Prompt :: Take the lines from the beginning of the data below through the line holding "let first = rows[0];" and return exactly those.

[Dataset entries]

=== Begin Enclosure ===

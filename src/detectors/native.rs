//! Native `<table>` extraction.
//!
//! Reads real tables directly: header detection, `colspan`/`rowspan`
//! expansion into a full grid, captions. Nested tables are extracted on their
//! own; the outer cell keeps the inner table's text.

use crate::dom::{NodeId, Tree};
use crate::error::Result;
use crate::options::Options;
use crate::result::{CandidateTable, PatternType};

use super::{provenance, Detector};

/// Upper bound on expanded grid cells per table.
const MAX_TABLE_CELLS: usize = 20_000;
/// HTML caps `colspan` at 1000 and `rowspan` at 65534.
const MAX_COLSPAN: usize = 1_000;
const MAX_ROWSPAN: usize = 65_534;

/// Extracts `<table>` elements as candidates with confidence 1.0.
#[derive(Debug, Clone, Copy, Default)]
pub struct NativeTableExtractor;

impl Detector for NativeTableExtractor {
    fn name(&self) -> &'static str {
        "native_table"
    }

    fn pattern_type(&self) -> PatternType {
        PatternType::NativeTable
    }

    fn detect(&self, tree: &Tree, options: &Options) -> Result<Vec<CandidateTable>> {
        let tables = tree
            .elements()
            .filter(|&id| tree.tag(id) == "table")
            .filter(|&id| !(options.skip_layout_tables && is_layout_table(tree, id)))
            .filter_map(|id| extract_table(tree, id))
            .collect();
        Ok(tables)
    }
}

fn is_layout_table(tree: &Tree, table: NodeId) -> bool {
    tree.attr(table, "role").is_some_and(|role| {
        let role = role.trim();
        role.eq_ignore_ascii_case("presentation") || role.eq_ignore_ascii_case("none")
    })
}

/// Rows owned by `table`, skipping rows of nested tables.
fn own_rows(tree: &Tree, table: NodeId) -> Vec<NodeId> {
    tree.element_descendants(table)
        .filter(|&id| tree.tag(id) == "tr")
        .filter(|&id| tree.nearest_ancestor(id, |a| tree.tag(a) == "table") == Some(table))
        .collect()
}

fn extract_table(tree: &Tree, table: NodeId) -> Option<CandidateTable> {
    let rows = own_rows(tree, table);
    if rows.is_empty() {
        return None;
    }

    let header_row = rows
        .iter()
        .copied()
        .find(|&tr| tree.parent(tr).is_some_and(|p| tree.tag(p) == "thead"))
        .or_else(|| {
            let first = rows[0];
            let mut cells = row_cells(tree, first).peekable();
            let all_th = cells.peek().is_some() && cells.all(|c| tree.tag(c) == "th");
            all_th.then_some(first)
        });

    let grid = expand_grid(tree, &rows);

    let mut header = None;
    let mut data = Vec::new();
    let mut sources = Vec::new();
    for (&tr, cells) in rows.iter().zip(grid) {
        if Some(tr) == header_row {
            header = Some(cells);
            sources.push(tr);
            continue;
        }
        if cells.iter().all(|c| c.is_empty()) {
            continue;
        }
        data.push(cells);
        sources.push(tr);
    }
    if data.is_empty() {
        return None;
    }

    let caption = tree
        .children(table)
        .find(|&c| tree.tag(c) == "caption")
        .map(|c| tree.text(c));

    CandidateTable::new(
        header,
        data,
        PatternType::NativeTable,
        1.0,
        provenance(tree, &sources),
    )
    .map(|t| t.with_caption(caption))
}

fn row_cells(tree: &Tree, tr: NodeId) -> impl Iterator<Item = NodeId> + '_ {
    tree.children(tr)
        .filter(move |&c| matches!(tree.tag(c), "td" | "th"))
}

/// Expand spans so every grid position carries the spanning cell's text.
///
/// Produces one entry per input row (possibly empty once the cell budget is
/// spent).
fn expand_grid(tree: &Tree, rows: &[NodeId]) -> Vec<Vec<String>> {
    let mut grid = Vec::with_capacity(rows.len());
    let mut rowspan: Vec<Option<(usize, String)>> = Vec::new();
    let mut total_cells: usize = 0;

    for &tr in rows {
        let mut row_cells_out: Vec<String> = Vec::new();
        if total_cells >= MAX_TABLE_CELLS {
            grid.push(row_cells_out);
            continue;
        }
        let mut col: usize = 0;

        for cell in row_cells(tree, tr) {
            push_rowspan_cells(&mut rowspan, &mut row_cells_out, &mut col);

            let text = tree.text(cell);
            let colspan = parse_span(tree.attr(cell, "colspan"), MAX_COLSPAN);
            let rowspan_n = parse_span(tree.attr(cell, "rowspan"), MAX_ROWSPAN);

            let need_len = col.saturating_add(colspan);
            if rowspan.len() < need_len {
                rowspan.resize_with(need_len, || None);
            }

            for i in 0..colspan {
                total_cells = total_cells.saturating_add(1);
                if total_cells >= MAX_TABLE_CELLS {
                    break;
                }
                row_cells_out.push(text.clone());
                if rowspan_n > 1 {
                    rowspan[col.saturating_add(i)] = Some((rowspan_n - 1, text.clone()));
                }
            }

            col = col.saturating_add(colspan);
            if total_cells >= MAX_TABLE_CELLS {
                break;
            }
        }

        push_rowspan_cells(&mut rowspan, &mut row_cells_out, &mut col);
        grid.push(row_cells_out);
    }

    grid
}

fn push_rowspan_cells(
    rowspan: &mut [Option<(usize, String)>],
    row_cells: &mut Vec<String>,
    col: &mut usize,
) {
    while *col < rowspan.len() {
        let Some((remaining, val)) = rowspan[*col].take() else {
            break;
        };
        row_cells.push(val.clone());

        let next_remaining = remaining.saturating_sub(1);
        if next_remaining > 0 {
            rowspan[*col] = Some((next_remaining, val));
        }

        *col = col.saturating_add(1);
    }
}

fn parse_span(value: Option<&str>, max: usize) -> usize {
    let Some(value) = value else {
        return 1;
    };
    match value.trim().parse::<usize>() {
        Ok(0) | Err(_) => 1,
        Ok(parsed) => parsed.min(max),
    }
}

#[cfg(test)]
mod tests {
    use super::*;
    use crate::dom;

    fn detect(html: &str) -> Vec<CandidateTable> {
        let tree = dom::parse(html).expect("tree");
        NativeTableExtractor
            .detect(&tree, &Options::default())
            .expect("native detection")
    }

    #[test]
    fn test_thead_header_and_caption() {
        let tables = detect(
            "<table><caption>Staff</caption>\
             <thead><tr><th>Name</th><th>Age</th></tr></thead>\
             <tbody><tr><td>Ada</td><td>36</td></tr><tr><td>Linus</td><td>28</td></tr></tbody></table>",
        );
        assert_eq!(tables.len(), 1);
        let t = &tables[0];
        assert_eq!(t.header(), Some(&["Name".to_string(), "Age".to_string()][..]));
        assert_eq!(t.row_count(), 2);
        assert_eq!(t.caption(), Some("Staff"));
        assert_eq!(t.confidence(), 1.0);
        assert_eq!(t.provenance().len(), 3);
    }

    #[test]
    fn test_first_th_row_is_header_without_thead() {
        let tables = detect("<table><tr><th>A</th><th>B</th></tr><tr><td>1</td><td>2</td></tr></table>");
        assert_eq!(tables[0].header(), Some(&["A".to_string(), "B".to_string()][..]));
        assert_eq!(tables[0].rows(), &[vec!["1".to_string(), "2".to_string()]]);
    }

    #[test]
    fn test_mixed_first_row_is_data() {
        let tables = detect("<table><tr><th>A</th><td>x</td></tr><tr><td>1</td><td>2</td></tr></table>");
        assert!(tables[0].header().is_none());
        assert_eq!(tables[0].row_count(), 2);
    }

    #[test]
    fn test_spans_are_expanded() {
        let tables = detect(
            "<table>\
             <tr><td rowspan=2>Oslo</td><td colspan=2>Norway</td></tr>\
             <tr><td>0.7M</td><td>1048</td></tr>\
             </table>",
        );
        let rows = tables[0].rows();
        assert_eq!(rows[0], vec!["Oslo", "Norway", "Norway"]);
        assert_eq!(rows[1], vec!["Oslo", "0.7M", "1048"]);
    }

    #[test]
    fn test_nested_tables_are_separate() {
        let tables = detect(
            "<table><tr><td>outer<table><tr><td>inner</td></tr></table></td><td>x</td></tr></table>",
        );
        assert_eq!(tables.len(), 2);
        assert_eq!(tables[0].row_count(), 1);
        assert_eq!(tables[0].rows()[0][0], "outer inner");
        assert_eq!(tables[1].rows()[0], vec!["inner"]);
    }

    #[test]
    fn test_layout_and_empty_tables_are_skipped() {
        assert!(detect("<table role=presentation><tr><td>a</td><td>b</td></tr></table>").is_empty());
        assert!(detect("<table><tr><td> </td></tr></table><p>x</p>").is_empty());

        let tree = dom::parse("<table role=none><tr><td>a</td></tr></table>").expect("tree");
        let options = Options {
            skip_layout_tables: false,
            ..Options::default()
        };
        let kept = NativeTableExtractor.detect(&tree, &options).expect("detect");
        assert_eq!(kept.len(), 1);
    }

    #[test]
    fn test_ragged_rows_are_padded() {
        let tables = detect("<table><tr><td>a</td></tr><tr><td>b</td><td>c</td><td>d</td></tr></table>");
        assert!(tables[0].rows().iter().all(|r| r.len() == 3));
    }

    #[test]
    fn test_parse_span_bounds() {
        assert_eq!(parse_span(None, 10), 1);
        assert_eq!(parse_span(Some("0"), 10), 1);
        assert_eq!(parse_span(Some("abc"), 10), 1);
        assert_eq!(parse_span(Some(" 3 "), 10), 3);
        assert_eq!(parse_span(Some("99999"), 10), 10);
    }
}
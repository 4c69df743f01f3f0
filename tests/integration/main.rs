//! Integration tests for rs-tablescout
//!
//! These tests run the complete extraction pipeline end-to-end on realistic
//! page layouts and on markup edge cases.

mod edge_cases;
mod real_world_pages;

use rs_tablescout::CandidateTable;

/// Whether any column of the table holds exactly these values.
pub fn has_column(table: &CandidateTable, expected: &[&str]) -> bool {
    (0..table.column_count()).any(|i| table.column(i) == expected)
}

=== End Enclosure ===

Solution for this problem ::
filename src/detectors/native.rs
//! Native `<table>` extraction.
//!
//! Reads real tables directly: header detection, `colspan`/`rowspan`
//! expansion into a full grid, captions. Nested tables are extracted on their
//! own; the outer cell keeps the inner table's text.

use crate::dom::{NodeId, Tree};
use crate::error::Result;
use crate::options::Options;
use crate::result::{CandidateTable, PatternType};

use super::{provenance, Detector};

/// Upper bound on expanded grid cells per table.
const MAX_TABLE_CELLS: usize = 20_000;
/// HTML caps `colspan` at 1000 and `rowspan` at 65534.
const MAX_COLSPAN: usize = 1_000;
const MAX_ROWSPAN: usize = 65_534;

/// Extracts `<table>` elements as candidates with confidence 1.0.
#[derive(Debug, Clone, Copy, Default)]
pub struct NativeTableExtractor;

impl Detector for NativeTableExtractor {
    fn name(&self) -> &'static str {
        "native_table"
    }

    fn pattern_type(&self) -> PatternType {
        PatternType::NativeTable
    }

    fn detect(&self, tree: &Tree, options: &Options) -> Result<Vec<CandidateTable>> {
        let tables = tree
            .elements()
            .filter(|&id| tree.tag(id) == "table")
            .filter(|&id| !(options.skip_layout_tables && is_layout_table(tree, id)))
            .filter_map(|id| extract_table(tree, id))
            .collect();
        Ok(tables)
    }
}

fn is_layout_table(tree: &Tree, table: NodeId) -> bool {
    tree.attr(table, "role").is_some_and(|role| {
        let role = role.trim();
        role.eq_ignore_ascii_case("presentation") || role.eq_ignore_ascii_case("none")
    })
}

/// Rows owned by `table`, skipping rows of nested tables.
fn own_rows(tree: &Tree, table: NodeId) -> Vec<NodeId> {
    tree.element_descendants(table)
        .filter(|&id| tree.tag(id) == "tr")
        .filter(|&id| tree.nearest_ancestor(id, |a| tree.tag(a) == "table") == Some(table))
        .collect()
}

fn extract_table(tree: &Tree, table: NodeId) -> Option<CandidateTable> {
    let rows = own_rows(tree, table);
    if rows.is_empty() {
        return None;
    }

    let header_row = rows
        .iter()
        .copied()
        .find(|&tr| tree.parent(tr).is_some_and(|p| tree.tag(p) == "thead"))
        .or_else(|| {
            let first = rows[0];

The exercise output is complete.